--- WHAT YOU HAVE TO DO ---
State the number of lines in these records that include the word "PathBuf", and add nothing to it.

--- INFORMATION ---

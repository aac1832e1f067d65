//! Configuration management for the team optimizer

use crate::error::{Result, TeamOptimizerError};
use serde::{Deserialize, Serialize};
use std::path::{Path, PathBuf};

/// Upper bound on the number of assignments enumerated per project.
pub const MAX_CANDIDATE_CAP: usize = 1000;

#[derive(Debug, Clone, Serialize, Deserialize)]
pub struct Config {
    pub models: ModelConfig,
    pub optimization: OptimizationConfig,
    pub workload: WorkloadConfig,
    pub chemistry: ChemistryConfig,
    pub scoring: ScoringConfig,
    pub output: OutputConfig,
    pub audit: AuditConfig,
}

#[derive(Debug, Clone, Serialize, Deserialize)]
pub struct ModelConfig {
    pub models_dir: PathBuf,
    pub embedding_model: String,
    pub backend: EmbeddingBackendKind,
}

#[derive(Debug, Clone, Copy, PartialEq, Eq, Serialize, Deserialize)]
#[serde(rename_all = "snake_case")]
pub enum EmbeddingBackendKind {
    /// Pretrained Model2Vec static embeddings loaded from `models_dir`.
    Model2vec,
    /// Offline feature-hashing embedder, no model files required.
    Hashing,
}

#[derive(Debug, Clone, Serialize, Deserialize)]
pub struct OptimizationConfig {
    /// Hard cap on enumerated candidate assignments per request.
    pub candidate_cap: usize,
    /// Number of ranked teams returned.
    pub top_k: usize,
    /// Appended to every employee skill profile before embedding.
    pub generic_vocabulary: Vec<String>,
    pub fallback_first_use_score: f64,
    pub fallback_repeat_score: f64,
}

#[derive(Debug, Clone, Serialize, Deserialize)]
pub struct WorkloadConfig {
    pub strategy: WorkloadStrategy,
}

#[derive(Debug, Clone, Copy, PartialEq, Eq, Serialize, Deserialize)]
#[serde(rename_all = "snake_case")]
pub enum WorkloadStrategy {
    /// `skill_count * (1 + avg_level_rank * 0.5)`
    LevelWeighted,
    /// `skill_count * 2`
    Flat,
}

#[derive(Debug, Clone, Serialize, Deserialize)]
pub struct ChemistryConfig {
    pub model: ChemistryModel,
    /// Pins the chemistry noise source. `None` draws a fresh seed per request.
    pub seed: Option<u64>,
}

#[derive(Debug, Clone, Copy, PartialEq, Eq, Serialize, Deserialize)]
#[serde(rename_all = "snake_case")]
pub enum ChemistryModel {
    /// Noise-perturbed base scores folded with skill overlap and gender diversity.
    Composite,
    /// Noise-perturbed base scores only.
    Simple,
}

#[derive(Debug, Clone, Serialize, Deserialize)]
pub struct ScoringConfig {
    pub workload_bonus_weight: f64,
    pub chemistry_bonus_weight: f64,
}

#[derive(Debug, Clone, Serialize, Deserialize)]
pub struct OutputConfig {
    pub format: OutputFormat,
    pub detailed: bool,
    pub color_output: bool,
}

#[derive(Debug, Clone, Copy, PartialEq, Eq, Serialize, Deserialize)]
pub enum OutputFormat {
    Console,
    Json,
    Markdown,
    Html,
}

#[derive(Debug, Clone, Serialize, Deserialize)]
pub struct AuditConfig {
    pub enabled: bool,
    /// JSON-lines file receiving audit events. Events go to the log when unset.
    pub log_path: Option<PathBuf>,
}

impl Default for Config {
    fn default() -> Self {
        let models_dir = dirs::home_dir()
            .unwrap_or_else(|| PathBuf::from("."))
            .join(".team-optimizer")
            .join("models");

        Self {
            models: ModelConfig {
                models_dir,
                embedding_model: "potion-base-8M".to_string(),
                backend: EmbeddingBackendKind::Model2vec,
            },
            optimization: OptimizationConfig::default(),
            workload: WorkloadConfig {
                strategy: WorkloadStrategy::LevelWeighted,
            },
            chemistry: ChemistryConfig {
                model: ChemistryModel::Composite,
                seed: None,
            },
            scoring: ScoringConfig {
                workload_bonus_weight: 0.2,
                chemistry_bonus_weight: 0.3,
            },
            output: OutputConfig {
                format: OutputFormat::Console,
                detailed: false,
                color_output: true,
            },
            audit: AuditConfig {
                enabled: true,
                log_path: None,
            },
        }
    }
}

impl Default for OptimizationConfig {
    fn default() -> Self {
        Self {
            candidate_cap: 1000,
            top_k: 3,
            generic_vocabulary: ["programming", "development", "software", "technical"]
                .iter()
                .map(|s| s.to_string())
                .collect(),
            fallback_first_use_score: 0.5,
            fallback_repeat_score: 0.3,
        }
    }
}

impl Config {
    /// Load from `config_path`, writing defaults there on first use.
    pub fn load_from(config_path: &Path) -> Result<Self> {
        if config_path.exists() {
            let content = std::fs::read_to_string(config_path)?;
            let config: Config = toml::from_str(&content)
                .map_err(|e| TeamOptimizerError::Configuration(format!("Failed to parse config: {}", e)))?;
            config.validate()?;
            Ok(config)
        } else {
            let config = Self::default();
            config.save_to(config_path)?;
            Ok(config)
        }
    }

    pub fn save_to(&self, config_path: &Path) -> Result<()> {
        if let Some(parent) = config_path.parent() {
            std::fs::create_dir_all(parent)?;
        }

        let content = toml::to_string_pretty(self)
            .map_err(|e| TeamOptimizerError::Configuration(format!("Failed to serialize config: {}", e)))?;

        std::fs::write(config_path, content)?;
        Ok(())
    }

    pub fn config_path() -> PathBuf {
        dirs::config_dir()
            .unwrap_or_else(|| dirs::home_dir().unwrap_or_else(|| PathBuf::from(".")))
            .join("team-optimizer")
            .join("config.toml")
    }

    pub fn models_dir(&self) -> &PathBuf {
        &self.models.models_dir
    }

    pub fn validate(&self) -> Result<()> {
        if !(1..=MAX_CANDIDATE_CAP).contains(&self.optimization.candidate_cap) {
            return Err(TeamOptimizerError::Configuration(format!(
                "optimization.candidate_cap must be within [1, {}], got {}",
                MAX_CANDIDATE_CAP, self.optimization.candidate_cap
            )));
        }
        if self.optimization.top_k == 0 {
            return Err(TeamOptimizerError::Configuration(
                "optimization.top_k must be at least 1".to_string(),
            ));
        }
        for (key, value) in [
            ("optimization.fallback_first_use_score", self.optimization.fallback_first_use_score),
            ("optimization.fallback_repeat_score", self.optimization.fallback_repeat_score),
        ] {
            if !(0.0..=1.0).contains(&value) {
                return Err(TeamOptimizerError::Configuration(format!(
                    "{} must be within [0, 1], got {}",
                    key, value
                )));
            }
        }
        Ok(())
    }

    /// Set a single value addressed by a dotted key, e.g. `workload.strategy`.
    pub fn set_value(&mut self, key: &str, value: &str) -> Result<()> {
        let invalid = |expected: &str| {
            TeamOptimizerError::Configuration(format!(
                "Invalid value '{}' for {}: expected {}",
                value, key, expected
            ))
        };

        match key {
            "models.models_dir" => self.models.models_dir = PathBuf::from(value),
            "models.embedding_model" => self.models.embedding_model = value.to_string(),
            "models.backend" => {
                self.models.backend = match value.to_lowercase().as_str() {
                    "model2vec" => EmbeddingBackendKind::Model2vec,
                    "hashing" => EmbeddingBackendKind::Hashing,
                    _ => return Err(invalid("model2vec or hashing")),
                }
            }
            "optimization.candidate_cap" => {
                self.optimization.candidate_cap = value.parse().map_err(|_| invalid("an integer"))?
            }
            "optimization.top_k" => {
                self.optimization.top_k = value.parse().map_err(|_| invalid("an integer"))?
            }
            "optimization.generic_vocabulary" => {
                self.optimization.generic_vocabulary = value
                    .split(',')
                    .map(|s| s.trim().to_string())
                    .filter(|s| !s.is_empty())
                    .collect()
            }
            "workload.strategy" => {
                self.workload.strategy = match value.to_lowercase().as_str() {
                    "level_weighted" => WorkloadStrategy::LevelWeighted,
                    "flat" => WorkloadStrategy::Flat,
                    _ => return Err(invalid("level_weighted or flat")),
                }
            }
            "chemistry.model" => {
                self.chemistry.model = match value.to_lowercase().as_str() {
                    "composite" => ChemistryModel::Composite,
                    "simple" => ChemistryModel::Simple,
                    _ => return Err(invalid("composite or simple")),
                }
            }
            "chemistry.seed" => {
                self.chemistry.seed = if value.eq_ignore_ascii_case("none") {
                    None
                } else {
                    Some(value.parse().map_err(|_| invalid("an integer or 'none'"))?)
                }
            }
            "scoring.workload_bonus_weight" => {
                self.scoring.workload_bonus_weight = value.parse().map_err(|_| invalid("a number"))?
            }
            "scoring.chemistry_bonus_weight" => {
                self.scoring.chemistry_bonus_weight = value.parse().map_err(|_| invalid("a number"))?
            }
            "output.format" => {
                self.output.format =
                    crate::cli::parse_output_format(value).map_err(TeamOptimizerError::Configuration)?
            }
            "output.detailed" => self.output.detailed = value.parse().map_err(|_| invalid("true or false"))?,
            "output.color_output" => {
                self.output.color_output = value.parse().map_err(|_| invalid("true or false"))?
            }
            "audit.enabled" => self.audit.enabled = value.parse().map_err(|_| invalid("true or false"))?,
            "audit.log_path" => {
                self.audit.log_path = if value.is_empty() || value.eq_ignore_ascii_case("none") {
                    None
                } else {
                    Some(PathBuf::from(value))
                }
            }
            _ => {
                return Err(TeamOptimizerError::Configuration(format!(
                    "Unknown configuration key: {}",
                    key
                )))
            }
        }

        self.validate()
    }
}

--- SOLUTION BELOW ---
9